Credo sia doveroso un piccolo approfondimento per valutare meglio le modalità di questo nuovo tipo di notifica, in vigore dal 31 gennaio.

Faccio il solito collage, richiamando le varie «fonti» rilevanti.

Il nuovo comma 3-bis della legge 53/1994 (quella sulle notifiche in proprio degli avvocati) prevede quanto segue:

3-bis. La notifica e’ effettuata a mezzo della posta elettronica certificata solo se l’indirizzo del destinatario risulta da pubblici elenchi.
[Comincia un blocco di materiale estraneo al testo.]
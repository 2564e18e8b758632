use std::{str::FromStr, time::Duration};

use async_trait::async_trait;
use chrono::{DateTime, Utc};
use reqwest::{Client, StatusCode};
use rust_decimal::Decimal;
use serde::Deserialize;
use sqlx::Row;
use thiserror::Error;
use tracing::{info, warn};
use url::Url;
use uuid::Uuid;

use crate::{
    db::DbPool,
    models::{
        booking::{BookingReceipt, BookingRequest, BookingRequestItem, StoredBooking},
        cart::CartItemKind,
    },
};

pub const IDEMPOTENCY_HEADER: &str = "Idempotency-Key";
const REMOTE_TIMEOUT: Duration = Duration::from_secs(15);

#[derive(Debug, Error)]
pub enum BookingError {
    #[error("booking rejected: {0}")]
    Rejected(String),
    #[error("booking service unavailable: {0}")]
    Unavailable(String),
    #[error("booking storage error: {0}")]
    Storage(String),
    #[error(transparent)]
    Database(#[from] sqlx::Error),
}

impl From<reqwest::Error> for BookingError {
    fn from(err: reqwest::Error) -> Self {
        BookingError::Unavailable(err.to_string())
    }
}

/// The booking-creation collaborator. Replaying an idempotency key must
/// return the receipt of the booking it created the first time.
#[async_trait]
pub trait BookingGateway: Send + Sync {
    async fn create_booking(
        &self,
        idempotency_key: &str,
        request: &BookingRequest,
    ) -> Result<BookingReceipt, BookingError>;

    async fn find_booking(&self, booking_id: &str) -> Result<Option<StoredBooking>, BookingError>;
}

fn validate_request(idempotency_key: &str, request: &BookingRequest) -> Result<(), BookingError> {
    if idempotency_key.trim().is_empty() {
        return Err(BookingError::Rejected("missing idempotency key".into()));
    }
    if request.items.is_empty() {
        return Err(BookingError::Rejected("a booking needs at least one item".into()));
    }
    if request.payment_reference.trim().is_empty() {
        return Err(BookingError::Rejected("missing payment reference".into()));
    }
    if request.items.iter().any(|item| item.price < Decimal::ZERO) {
        return Err(BookingError::Rejected("item prices must not be negative".into()));
    }
    if request.total_amount().is_none() {
        return Err(BookingError::Rejected("total amount is out of range".into()));
    }
    Ok(())
}

fn parse_decimal(raw: &str) -> Result<Decimal, BookingError> {
    Decimal::from_str(raw).map_err(|err| BookingError::Storage(format!("bad amount `{raw}`: {err}")))
}

fn parse_timestamp(raw: &str) -> Result<DateTime<Utc>, BookingError> {
    DateTime::parse_from_rfc3339(raw)
        .map(|ts| ts.with_timezone(&Utc))
        .map_err(|err| BookingError::Storage(format!("bad timestamp `{raw}`: {err}")))
}

/// Bookings recorded in the application's own SQLite database.
#[derive(Clone)]
pub struct LocalBookingGateway {
    db: DbPool,
}

impl LocalBookingGateway {
    pub fn new(db: DbPool) -> Self {
        Self { db }
    }

    async fn receipt_for_key(&self, idempotency_key: &str) -> Result<Option<BookingReceipt>, BookingError> {
        let row = sqlx::query("SELECT id, total_amount, status FROM bookings WHERE idempotency_key = ?1")
            .bind(idempotency_key)
            .fetch_optional(&self.db)
            .await?;
        let Some(row) = row else {
            return Ok(None);
        };
        let id: String = row.get("id");
        Ok(Some(BookingReceipt {
            message: format!("Booking {id} was already recorded for this checkout"),
            id,
            total_amount: parse_decimal(&row.get::<String, _>("total_amount"))?,
            status: row.get("status"),
        }))
    }

    pub async fn count(&self) -> Result<i64, BookingError> {
        let count: i64 = sqlx::query_scalar("SELECT COUNT(*) FROM bookings")
            .fetch_one(&self.db)
            .await?;
        Ok(count)
    }
}

#[async_trait]
impl BookingGateway for LocalBookingGateway {
    async fn create_booking(
        &self,
        idempotency_key: &str,
        request: &BookingRequest,
    ) -> Result<BookingReceipt, BookingError> {
        validate_request(idempotency_key, request)?;

        if let Some(existing) = self.receipt_for_key(idempotency_key).await? {
            info!("replayed checkout for booking {}", existing.id);
            return Ok(existing);
        }

        let id = format!("BK-{}", &Uuid::new_v4().simple().to_string()[..10].to_uppercase());
        let total = request
            .total_amount()
            .ok_or_else(|| BookingError::Rejected("total amount is out of range".into()))?;
        let status = "confirmed".to_string();

        let mut tx = self.db.begin().await?;
        let inserted = sqlx::query(
            r#"INSERT INTO bookings (id, idempotency_key, customer_email, customer_name, payment_reference, total_amount, status, created_at)
               VALUES (?1, ?2, ?3, ?4, ?5, ?6, ?7, ?8)"#,
        )
        .bind(&id)
        .bind(idempotency_key)
        .bind(&request.customer_email)
        .bind(&request.customer_name)
        .bind(&request.payment_reference)
        .bind(total.to_string())
        .bind(&status)
        .bind(Utc::now().to_rfc3339())
        .execute(&mut *tx)
        .await;

        match inserted {
            Ok(_) => {}
            Err(sqlx::Error::Database(db_err)) if db_err.is_unique_violation() => {
                // Lost a race against a concurrent submit with the same key.
                drop(tx);
                return self
                    .receipt_for_key(idempotency_key)
                    .await?
                    .ok_or_else(|| BookingError::Storage("duplicate key without booking".into()));
            }
            Err(err) => return Err(err.into()),
        }

        for (position, item) in request.items.iter().enumerate() {
            sqlx::query(
                r#"INSERT INTO booking_items (booking_id, position, kind, title, details, price, image_url)
                   VALUES (?1, ?2, ?3, ?4, ?5, ?6, ?7)"#,
            )
            .bind(&id)
            .bind(position as i64)
            .bind(item.kind.as_str())
            .bind(&item.title)
            .bind(&item.details)
            .bind(item.price.to_string())
            .bind(&item.image_url)
            .execute(&mut *tx)
            .await?;
        }
        tx.commit().await?;

        info!("created booking {id} with {} items", request.items.len());
        Ok(BookingReceipt {
            id,
            total_amount: total,
            status,
            message: "Your booking is confirmed. Have a great trip!".into(),
        })
    }

    async fn find_booking(&self, booking_id: &str) -> Result<Option<StoredBooking>, BookingError> {
        let row = sqlx::query(
            r#"SELECT id, customer_email, customer_name, payment_reference, total_amount, status, created_at
               FROM bookings WHERE id = ?1"#,
        )
        .bind(booking_id)
        .fetch_optional(&self.db)
        .await?;
        let Some(row) = row else {
            return Ok(None);
        };

        let item_rows = sqlx::query(
            "SELECT kind, title, details, price, image_url FROM booking_items WHERE booking_id = ?1 ORDER BY position",
        )
        .bind(booking_id)
        .fetch_all(&self.db)
        .await?;

        let mut items = Vec::with_capacity(item_rows.len());
        for item in item_rows {
            let kind: String = item.get("kind");
            items.push(BookingRequestItem {
                kind: kind
                    .parse::<CartItemKind>()
                    .map_err(BookingError::Storage)?,
                title: item.get("title"),
                details: item.get("details"),
                price: parse_decimal(&item.get::<String, _>("price"))?,
                image_url: item.get("image_url"),
            });
        }

        Ok(Some(StoredBooking {
            id: row.get("id"),
            customer_email: row.get("customer_email"),
            customer_name: row.get("customer_name"),
            payment_reference: row.get("payment_reference"),
            total_amount: parse_decimal(&row.get::<String, _>("total_amount"))?,
            status: row.get("status"),
            created_at: parse_timestamp(&row.get::<String, _>("created_at"))?,
            items,
        }))
    }
}

#[derive(Deserialize)]
struct ErrorBody {
    #[serde(alias = "message")]
    error: String,
}

/// Bookings created by an external HTTP API speaking the `/api/bookings` contract.
#[derive(Clone)]
pub struct RemoteBookingGateway {
    client: Client,
    base: Url,
}

impl RemoteBookingGateway {
    pub fn new(mut base: Url) -> Self {
        if !base.path().ends_with('/') {
            let path = format!("{}/", base.path());
            base.set_path(&path);
        }
        let client = Client::builder()
            .timeout(REMOTE_TIMEOUT)
            .build()
            .unwrap_or_else(|err| {
                warn!("falling back to a default HTTP client: {err}");
                Client::new()
            });
        Self { client, base }
    }

    fn endpoint(&self, path: &str) -> Result<Url, BookingError> {
        self.base
            .join(path)
            .map_err(|err| BookingError::Unavailable(format!("invalid booking endpoint: {err}")))
    }

    /// `None` for ids that are not plain booking references.
    fn booking_url(&self, booking_id: &str) -> Result<Option<Url>, BookingError> {
        let plain = !booking_id.is_empty()
            && booking_id
                .chars()
                .all(|c| c.is_ascii_alphanumeric() || matches!(c, '-' | '_'));
        if !plain {
            return Ok(None);
        }
        self.endpoint(&format!("api/bookings/{booking_id}")).map(Some)
    }

    async fn error_message(response: reqwest::Response) -> String {
        let status = response.status();
        let body = response.text().await.unwrap_or_default();
        match serde_json::from_str::<ErrorBody>(&body) {
            Ok(parsed) => parsed.error,
            Err(_) if body.trim().is_empty() => status.to_string(),
            Err(_) => body,
        }
    }
}

#[async_trait]
impl BookingGateway for RemoteBookingGateway {
    async fn create_booking(
        &self,
        idempotency_key: &str,
        request: &BookingRequest,
    ) -> Result<BookingReceipt, BookingError> {
        validate_request(idempotency_key, request)?;
        let url = self.endpoint("api/bookings")?;
        let response = self
            .client
            .post(url)
            .header(IDEMPOTENCY_HEADER, idempotency_key)
            .json(request)
            .send()
            .await?;

        let status = response.status();
        if status.is_success() {
            return Ok(response.json::<BookingReceipt>().await?);
        }

        let message = Self::error_message(response).await;
        warn!("booking API answered {status}: {message}");
        if status.is_client_error() {
            Err(BookingError::Rejected(message))
        } else {
            Err(BookingError::Unavailable(message))
        }
    }

    async fn find_booking(&self, booking_id: &str) -> Result<Option<StoredBooking>, BookingError> {
        let Some(url) = self.booking_url(booking_id)? else {
            return Ok(None);
        };
        let response = self.client.get(url).send().await?;
        match response.status() {
            StatusCode::NOT_FOUND => Ok(None),
            status if status.is_success() => Ok(Some(response.json::<StoredBooking>().await?)),
            _ => Err(BookingError::Unavailable(Self::error_message(response).await)),
        }
    }
}
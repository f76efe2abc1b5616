// CAN monitor: READ-ONLY view of drive telemetry
//
// Nothing is written to the bus, so it is safe to run next to the runtime.
//
// Usage: cargo run --example can_monitor -- [iface] [dialect]
// Example: cargo run --example can_monitor -- can0 v5

use rover_motion_runtime::can::{CanBus, CanTransport, Received};
use rover_motion_runtime::config::FirmwareDialect;
use rover_motion_runtime::motor::{DriveTelemetry, FrameOutcome};
use std::time::{Duration, Instant};

const REFRESH: Duration = Duration::from_secs(1);

fn main() -> Result<(), Box<dyn std::error::Error>> {
    tracing_subscriber::fmt()
        .with_env_filter(
            tracing_subscriber::EnvFilter::try_from_default_env()
                .unwrap_or_else(|_| tracing_subscriber::EnvFilter::new("warn")),
        )
        .init();

    let iface = std::env::args().nth(1).unwrap_or_else(|| "can0".to_string());
    let dialect = match std::env::args().nth(2) {
        Some(name) => FirmwareDialect::by_name(&name)?,
        None => FirmwareDialect::default(),
    };

    println!("CAN monitor (read-only)");
    println!("Interface: {}, duty divisor: {}", iface, dialect.duty_divisor);
    println!();

    let mut bus = match CanBus::open(&iface) {
        Ok(bus) => bus,
        Err(e) => {
            println!("Failed to open {}: {}", iface, e);
            println!();
            println!("Troubleshooting:");
            println!("  - ip link set {} up type can bitrate 500000", iface);
            println!("  - or for testing: ip link add dev vcan0 type vcan");
            return Err(e.into());
        }
    };

    let mut telemetry = DriveTelemetry::new(dialect.duty_divisor);
    let mut frames = 0u64;
    let mut stray = 0u64;
    let mut last_print = Instant::now();

    loop {
        while let Some(received) = bus.try_recv() {
            frames += 1;
            let Received::Frame(frame) = received else {
                stray += 1;
                continue;
            };
            match telemetry.handle_frame(&frame) {
                FrameOutcome::UnknownNode | FrameOutcome::Ignored => stray += 1,
                _ => {}
            }
        }

        if last_print.elapsed() >= REFRESH {
            last_print = Instant::now();
            println!("{} frames ({} stray)", frames, stray);
            println!("  id      rpm   current     duty    v_in  t_fet  t_mot");
            for (id, drive) in telemetry.drives().iter().enumerate() {
                println!(
                    "  {:>2} {:>8} {:>8.1}A {:>7.3} {:>6.1}V {:>5.1}C {:>5.1}C",
                    id,
                    drive.rpm,
                    drive.current_amps(),
                    drive.duty(dialect.duty_divisor),
                    drive.voltage_in(),
                    f64::from(drive.temp_fet_deci_c) / 10.0,
                    f64::from(drive.temp_motor_deci_c) / 10.0,
                );
            }
            println!();
        }

        std::thread::sleep(Duration::from_millis(5));
    }
}
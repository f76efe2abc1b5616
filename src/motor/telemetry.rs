// Per-drive telemetry and the status-frame state machine that feeds it

use serde::Serialize;
use tracing::{debug, info, warn};

use super::vesc::{Command, StatusRecord};
use crate::can::CanFrame;
use crate::config::DRIVES_COUNT;

/// Last reported state of one drive controller, in the controller's fixed-point units
#[derive(Debug, Clone, Copy, Default, PartialEq, Serialize)]
pub struct ActuatorTelemetry {
    pub rpm: i32,
    pub current_deci_amp: i16,
    /// Scale is per firmware dialect, see `FirmwareDialect::duty_divisor`
    pub duty_fraction: i16,
    pub ah_consumed: i32,
    pub ah_charged: i32,
    pub wh_consumed: i32,
    pub wh_charged: i32,
    pub temp_fet_deci_c: i16,
    pub temp_motor_deci_c: i16,
    pub current_in_deci_amp: i16,
    pub pid_pos_x50: i16,
    pub tacho: i32,
    pub voltage_in_deci_volt: i16,
}

impl ActuatorTelemetry {
    fn apply(&mut self, record: StatusRecord) {
        match record {
            StatusRecord::Status {
                rpm,
                current_x10,
                duty,
            } => {
                self.rpm = rpm;
                self.current_deci_amp = current_x10;
                self.duty_fraction = duty;
            }
            StatusRecord::Status2 {
                ah_x10000,
                ah_charged_x10000,
            } => {
                self.ah_consumed = ah_x10000;
                self.ah_charged = ah_charged_x10000;
            }
            StatusRecord::Status3 {
                wh_x10000,
                wh_charged_x10000,
            } => {
                self.wh_consumed = wh_x10000;
                self.wh_charged = wh_charged_x10000;
            }
            StatusRecord::Status4 {
                temp_fet_x10,
                temp_motor_x10,
                current_in_x10,
                pid_pos_x50,
            } => {
                self.temp_fet_deci_c = temp_fet_x10;
                self.temp_motor_deci_c = temp_motor_x10;
                self.current_in_deci_amp = current_in_x10;
                self.pid_pos_x50 = pid_pos_x50;
            }
            StatusRecord::Status5 { tacho, v_in_x10 } => {
                self.tacho = tacho;
                self.voltage_in_deci_volt = v_in_x10;
            }
        }
    }

    pub fn duty(&self, divisor: f64) -> f64 {
        f64::from(self.duty_fraction) / divisor
    }

    pub fn current_amps(&self) -> f64 {
        f64::from(self.current_deci_amp) / 10.0
    }

    pub fn voltage_in(&self) -> f64 {
        f64::from(self.voltage_in_deci_volt) / 10.0
    }
}

/// What happened to one received frame
#[derive(Debug, Clone, Copy, PartialEq, Eq)]
pub enum FrameOutcome {
    /// Status record written into the drive's telemetry
    Updated(Command),
    /// Keepalive reply addressed to us
    Pong,
    /// Node id outside the drive range, dropped
    UnknownNode,
    /// Payload too short for its record, dropped
    Short,
    /// Tag we do not handle
    Ignored,
}

/// Telemetry store for all drives, written only by [`DriveTelemetry::handle_frame`]
#[derive(Debug, Clone)]
pub struct DriveTelemetry {
    drives: [ActuatorTelemetry; DRIVES_COUNT],
    duty_divisor: f64,
}

impl DriveTelemetry {
    pub fn new(duty_divisor: f64) -> Self {
        Self {
            drives: [ActuatorTelemetry::default(); DRIVES_COUNT],
            duty_divisor,
        }
    }

    pub fn drives(&self) -> &[ActuatorTelemetry; DRIVES_COUNT] {
        &self.drives
    }

    pub fn get(&self, id: usize) -> Option<&ActuatorTelemetry> {
        self.drives.get(id)
    }

    /// Current rpm of every drive, indexed by node id
    pub fn rpms(&self) -> [i32; DRIVES_COUNT] {
        self.drives.map(|d| d.rpm)
    }

    /// Classify one frame and update the addressed drive
    pub fn handle_frame(&mut self, frame: &CanFrame) -> FrameOutcome {
        let id = frame.actuator_id as usize;

        if id >= DRIVES_COUNT {
            // Pong replies come back to our own (out of range) id
            if frame.command == Command::Pong as u8 {
                return FrameOutcome::Pong;
            }
            warn!(
                "Frame from unknown node: id={}, cmd={}, len={}",
                frame.actuator_id,
                frame.command,
                frame.len()
            );
            return FrameOutcome::UnknownNode;
        }

        match StatusRecord::decode(frame.command, frame.payload()) {
            Ok(Some(record)) => {
                self.log_record(id, &record);
                self.drives[id].apply(record);
                FrameOutcome::Updated(record.command())
            }
            Ok(None) => {
                info!(
                    "recv: from={:X}, cmd={:x}, data_len={}",
                    frame.actuator_id,
                    frame.command,
                    frame.len()
                );
                FrameOutcome::Ignored
            }
            Err(e) => {
                debug!("Drive {}: {}", id, e);
                FrameOutcome::Short
            }
        }
    }

    fn log_record(&self, id: usize, record: &StatusRecord) {
        match *record {
            StatusRecord::Status {
                rpm,
                current_x10,
                duty,
            } => debug!(
                "drive {}: rpm: {}, current: {:.1}, duty: {:.3}",
                id,
                rpm,
                f64::from(current_x10) / 10.0,
                f64::from(duty) / self.duty_divisor
            ),
            StatusRecord::Status2 {
                ah_x10000,
                ah_charged_x10000,
            } => debug!(
                "drive {}: consumed: {:.4} ah, charged: {:.4} ah",
                id,
                f64::from(ah_x10000) / 10000.0,
                f64::from(ah_charged_x10000) / 10000.0
            ),
            StatusRecord::Status3 {
                wh_x10000,
                wh_charged_x10000,
            } => debug!(
                "drive {}: consumed: {:.4} wh, charged: {:.4} wh",
                id,
                f64::from(wh_x10000) / 10000.0,
                f64::from(wh_charged_x10000) / 10000.0
            ),
            StatusRecord::Status4 {
                temp_fet_x10,
                temp_motor_x10,
                current_in_x10,
                pid_pos_x50,
            } => debug!(
                "drive {}: temp_fet: {:.1}, temp_motor: {:.1}, current_in: {:.1}, pid_pos: {:.2}",
                id,
                f64::from(temp_fet_x10) / 10.0,
                f64::from(temp_motor_x10) / 10.0,
                f64::from(current_in_x10) / 10.0,
                f64::from(pid_pos_x50) / 50.0
            ),
            StatusRecord::Status5 { tacho, v_in_x10 } => debug!(
                "drive {}: tacho: {}, v_in: {:.1}",
                id,
                tacho,
                f64::from(v_in_x10) / 10.0
            ),
        }
    }
}
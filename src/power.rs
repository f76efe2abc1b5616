// Power-control datagrams from the ground station
//
// Layout (little-endian, 88 bytes):
// [magic:u64][cmd:u64][payload:8 x u64][pad:3 x u16][crc:u16]
// crc is CRC-16/XMODEM over everything before it.
//
// The runtime only turns requests into events; actually rebooting is up to the supervisor.

use std::time::{Duration, Instant};

use crc16::{State, XMODEM};

use crate::messages::PowerEvent;

pub const POWER_MAGIC: u64 = 0x5243_5f50_4f57_4552; // "RC_POWER"

pub const CMD_CONNECT: u64 = 0x4443_4f4e_4e45_4354;
pub const CMD_REBOOT: u64 = 0x4452_5245_424f_4f54;
pub const CMD_SHUTDOWN: u64 = 0x4452_5348_5554_444e;
pub const CMD_KEEPALIVE: u64 = 0x4b50_5f41_4c49_5645;

pub const POWER_PACKET_LEN: usize = 88;
const CRC_OFFSET: usize = POWER_PACKET_LEN - 2;

/// How often to announce ourselves until the ground station answers
pub const CONNECT_INTERVAL: Duration = Duration::from_secs(1);

#[derive(Debug, thiserror::Error, PartialEq, Eq)]
pub enum PowerError {
    #[error("Power packet too short: {0} bytes")]
    TooShort(usize),

    #[error("Power packet CRC mismatch: expected 0x{expected:04X}, got 0x{got:04X}")]
    Crc { expected: u16, got: u16 },

    #[error("Power packet has wrong magic 0x{0:016X}")]
    Magic(u64),
}

/// What to do with one valid power packet
#[derive(Debug, Clone, Copy, PartialEq, Eq)]
pub enum PowerAction {
    Event(PowerEvent),
    /// Send the packet back unchanged
    Echo,
    Ignore,
}

fn crc(data: &[u8]) -> u16 {
    State::<XMODEM>::calculate(data)
}

/// Build a packet carrying `cmd` with an empty payload
pub fn build_packet(cmd: u64) -> [u8; POWER_PACKET_LEN] {
    let mut buf = [0u8; POWER_PACKET_LEN];
    buf[0..8].copy_from_slice(&POWER_MAGIC.to_le_bytes());
    buf[8..16].copy_from_slice(&cmd.to_le_bytes());
    let crc = crc(&buf[..CRC_OFFSET]);
    buf[CRC_OFFSET..].copy_from_slice(&crc.to_le_bytes());
    buf
}

/// Validate a packet and return its command word
pub fn parse_packet(buf: &[u8]) -> Result<u64, PowerError> {
    if buf.len() < POWER_PACKET_LEN {
        return Err(PowerError::TooShort(buf.len()));
    }
    let expected = crc(&buf[..CRC_OFFSET]);
    let got = u16::from_le_bytes([buf[CRC_OFFSET], buf[CRC_OFFSET + 1]]);
    if expected != got {
        return Err(PowerError::Crc { expected, got });
    }

    let word = |offset: usize| {
        let mut bytes = [0u8; 8];
        bytes.copy_from_slice(&buf[offset..offset + 8]);
        u64::from_le_bytes(bytes)
    };
    let magic = word(0);
    if magic != POWER_MAGIC {
        return Err(PowerError::Magic(magic));
    }
    Ok(word(8))
}

/// Ground-station handshake and request decoding
#[derive(Debug, Default)]
pub struct PowerControl {
    connected: bool,
    last_connect: Option<Instant>,
}

impl PowerControl {
    pub fn connected(&self) -> bool {
        self.connected
    }

    /// True when a CONNECT announcement is due
    pub fn connect_due(&mut self, now: Instant) -> bool {
        if self.connected {
            return false;
        }
        let due = self
            .last_connect
            .is_none_or(|last| now.saturating_duration_since(last) >= CONNECT_INTERVAL);
        if due {
            self.last_connect = Some(now);
        }
        due
    }

    pub fn handle(&mut self, buf: &[u8]) -> Result<PowerAction, PowerError> {
        let cmd = parse_packet(buf)?;
        self.connected = true;
        Ok(match cmd {
            CMD_REBOOT => PowerAction::Event(PowerEvent::RebootRequested),
            CMD_SHUTDOWN => PowerAction::Event(PowerEvent::ShutdownRequested),
            CMD_KEEPALIVE => PowerAction::Echo,
            _ => PowerAction::Ignore,
        })
    }
}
Il notificante procede con le modalita’ previste dall’articolo 149-bis del codice di procedura civile, in quanto compatibili, specificando nella relazione di notificazione il numero di registro cronologico di cui all’articolo 8.

L’art. 149 bis cpc è dettato per le notifiche fatte dall’ufficiale giudiziario, ma è dunque applicabile anche alle notifiche tra avvocati, sia pure con “clausola di compatibilità”:

Se non e’ fatto espresso divieto dalla legge, la notificazione puo’ eseguirsi a mezzo posta elettronica certificata, anche previa estrazione di copia informatica del documento cartaceo.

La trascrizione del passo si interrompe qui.